Content
Beneath the surface of the debate form, the content is primarily that of a medieval satire, meditating on statecraft and attacking state institutions that oppress and exploit the poor. Indeed, this attack on the rich and defence of the poor is a theme found throughout the poem, a typical line being:
- "Look ye reeche not of the riche and rewe on the poure / That for faute of your fees fallen in thaire pleyntes" (ll. 19-20).
The narrator travels to individual groups to debate the true nature of "Mum" and the "Sothsegger," but instead finds only ignorance (a side-effect of "Mum's" qualities), and discovers that "Mum's" pervasive influence lies at the heart of corruption within the King's advisers, nobles, scholars (clerks), priests, archbishops, friars, mayors, and city councillors.
In its latter stages the poem also includes an extended dream vision (ll. 871-1287), where the idealised Sothsegger king is presented as a beekeeper, exterminating unproductive drones who are intent on stealing the honey created by the other worker bees. This leads the narrator to then debate on medieval dream theory and the value of dreams.
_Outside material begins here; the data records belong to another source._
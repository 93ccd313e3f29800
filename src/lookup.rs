//! Reactive tri-state wrapper around a keyed async lookup.
//!
//! An [`AsyncLookup`] owns one lookup function and publishes its latest
//! [`LookupResult`] over a `tokio::sync::watch` channel. Every key change
//! dispatches a new lookup tagged with a generation token; a settled lookup
//! is published only if its token is still the current one and the hook has
//! not been dropped.

use std::any::Any;
use std::future::Future;
use std::panic::AssertUnwindSafe;
use std::sync::atomic::{AtomicBool, AtomicU64, Ordering};
use std::sync::{Arc, Weak};

use futures::future::{BoxFuture, FutureExt};
use tokio::sync::watch;

use crate::error::{MetaError, Result};

/// Boxed lookup function shared by a hook and its in-flight tasks.
pub type LookupFn<T> = Arc<dyn Fn(String) -> BoxFuture<'static, Result<T>> + Send + Sync>;

/// Current state of a lookup.
#[derive(Debug, Clone)]
pub enum LookupResult<T> {
    /// Lookup in flight (or not yet started)
    Pending,
    /// Lookup resolved
    Ready(T),
    /// Lookup failed; the error is the one the lookup returned
    Failed(Arc<MetaError>),
}

impl<T> LookupResult<T> {
    /// Check if the lookup is still in flight.
    pub fn is_loading(&self) -> bool {
        matches!(self, LookupResult::Pending)
    }

    /// Check if the lookup reached a terminal state.
    pub fn is_settled(&self) -> bool {
        !self.is_loading()
    }

    /// Get the failure, if any.
    pub fn error(&self) -> Option<&MetaError> {
        match self {
            LookupResult::Failed(e) => Some(e),
            _ => None,
        }
    }

    /// Get the resolved value, if any.
    pub fn value(&self) -> Option<&T> {
        match self {
            LookupResult::Ready(v) => Some(v),
            _ => None,
        }
    }

    /// Take the resolved value, if any.
    pub fn into_value(self) -> Option<T> {
        match self {
            LookupResult::Ready(v) => Some(v),
            _ => None,
        }
    }
}

impl<T> Default for LookupResult<T> {
    fn default() -> Self {
        LookupResult::Pending
    }
}

struct Shared<T> {
    tx: watch::Sender<LookupResult<T>>,
    /// Token of the most recent dispatch. Only written under the watch lock.
    current: AtomicU64,
    /// Set on drop. Covers a task that upgraded its weak handle just before
    /// the hook went away.
    disposed: AtomicBool,
}

impl<T> Shared<T> {
    fn settle(&self, token: u64, outcome: Result<T>) {
        self.tx.send_if_modified(|state| {
            if self.disposed.load(Ordering::Acquire) || self.current.load(Ordering::Acquire) != token
            {
                return false;
            }
            *state = match outcome {
                Ok(value) => LookupResult::Ready(value),
                Err(e) => LookupResult::Failed(Arc::new(e)),
            };
            true
        });
    }
}

/// A keyed async lookup exposed as a reactive [`LookupResult`].
///
/// Must be driven from within a tokio runtime: each dispatch spawns a task.
pub struct AsyncLookup<T> {
    shared: Arc<Shared<T>>,
    lookup: LookupFn<T>,
    key: Option<String>,
    next_token: u64,
}

impl<T> AsyncLookup<T>
where
    T: Clone + Send + Sync + 'static,
{
    /// Create a hook around `lookup`. Nothing runs until [`use_key`](Self::use_key).
    pub fn new<F, Fut>(lookup: F) -> Self
    where
        F: Fn(String) -> Fut + Send + Sync + 'static,
        Fut: Future<Output = Result<T>> + Send + 'static,
    {
        let (tx, _rx) = watch::channel(LookupResult::Pending);

        Self {
            shared: Arc::new(Shared {
                tx,
                current: AtomicU64::new(0),
                disposed: AtomicBool::new(false),
            }),
            lookup: boxed(lookup),
            key: None,
            next_token: 0,
        }
    }

    /// Request the result for `key`.
    ///
    /// A new key restarts the lookup and resets the result to
    /// [`LookupResult::Pending`]. The same key returns the current result
    /// without dispatching again.
    pub fn use_key(&mut self, key: &str) -> LookupResult<T> {
        if self.key.as_deref() != Some(key) {
            self.key = Some(key.to_string());
            self.dispatch();
        }
        self.current()
    }

    /// Swap the lookup function. The current key, if any, is looked up again.
    pub fn set_lookup<F, Fut>(&mut self, lookup: F)
    where
        F: Fn(String) -> Fut + Send + Sync + 'static,
        Fut: Future<Output = Result<T>> + Send + 'static,
    {
        self.lookup = boxed(lookup);
        self.dispatch();
    }

    /// Key of the most recent request.
    pub fn key(&self) -> Option<&str> {
        self.key.as_deref()
    }

    /// Snapshot of the current result.
    pub fn current(&self) -> LookupResult<T> {
        self.shared.tx.borrow().clone()
    }

    /// Subscribe to result changes.
    ///
    /// The channel closes when the hook is dropped.
    pub fn subscribe(&self) -> watch::Receiver<LookupResult<T>> {
        self.shared.tx.subscribe()
    }

    /// Wait until the current request settles.
    ///
    /// Never resolves if no key was ever requested.
    pub async fn settled(&self) -> LookupResult<T> {
        let mut rx = self.subscribe();
        let settled = match rx.wait_for(LookupResult::is_settled).await {
            Ok(state) => state.clone(),
            Err(_) => self.current(),
        };
        settled
    }

    fn dispatch(&mut self) {
        let Some(key) = self.key.clone() else {
            return;
        };

        self.next_token += 1;
        let token = self.next_token;

        let shared = &self.shared;
        shared.tx.send_if_modified(|state| {
            shared.current.store(token, Ordering::Release);
            let changed = !state.is_loading();
            *state = LookupResult::Pending;
            changed
        });

        let weak: Weak<Shared<T>> = Arc::downgrade(&self.shared);
        let lookup = (self.lookup)(key);
        tokio::spawn(async move {
            let outcome = match AssertUnwindSafe(lookup).catch_unwind().await {
                Ok(outcome) => outcome,
                Err(panic) => Err(MetaError::lookup(panic_message(panic.as_ref()))),
            };
            if let Some(shared) = weak.upgrade() {
                shared.settle(token, outcome);
            }
        });
    }
}

impl<T> Drop for AsyncLookup<T> {
    fn drop(&mut self) {
        self.shared.disposed.store(true, Ordering::Release);
    }
}

fn panic_message(panic: &(dyn Any + Send)) -> String {
    if let Some(message) = panic.downcast_ref::<&str>() {
        format!("lookup panicked: {}", message)
    } else if let Some(message) = panic.downcast_ref::<String>() {
        format!("lookup panicked: {}", message)
    } else {
        "lookup panicked".to_string()
    }
}

fn boxed<T, F, Fut>(lookup: F) -> LookupFn<T>
where
    F: Fn(String) -> Fut + Send + Sync + 'static,
    Fut: Future<Output = Result<T>> + Send + 'static,
{
    Arc::new(move |key| lookup(key).boxed())
}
The poem then ends with the narrator consulting a variety of texts and stories, including a collection of "pryvé poyse" (l. 1344) detailing political abuses, a story of Genghis Khan (from the Travels of John Mandeville), a "raggeman rolle" (l. 1565) supposedly composed by The Devil, and a prophecy of Merlin.
Read more about this topic: Mum And The Sothsegger
Famous quotes containing the word content:
“To be content with lifeor to live merrily, ratherall that is required is that we bestow on all things only a fleeting, superficial glance; the more thoughtful we become the more earnest we grow.”
—G.C. (Georg Christoph)
“A person of mature years and ripe development, who is expecting nothing from literature but the corroboration and renewal of past ideas, may find satisfaction in a lucidity so complete as to occasion no imaginative excitement, but young and ambitious students are not content with it. They seek the excitement because they are capable of the growth that it accompanies.”
—Charles Horton Cooley (18641929)
“Now they express
All thats content to wear a worn-out coat,
All actions done in patient hopelessness,
All that ignores the silences of death,
Thinking no further than the hand can hold,
All that grows old,
Yet works on uselessly with shortened breath.”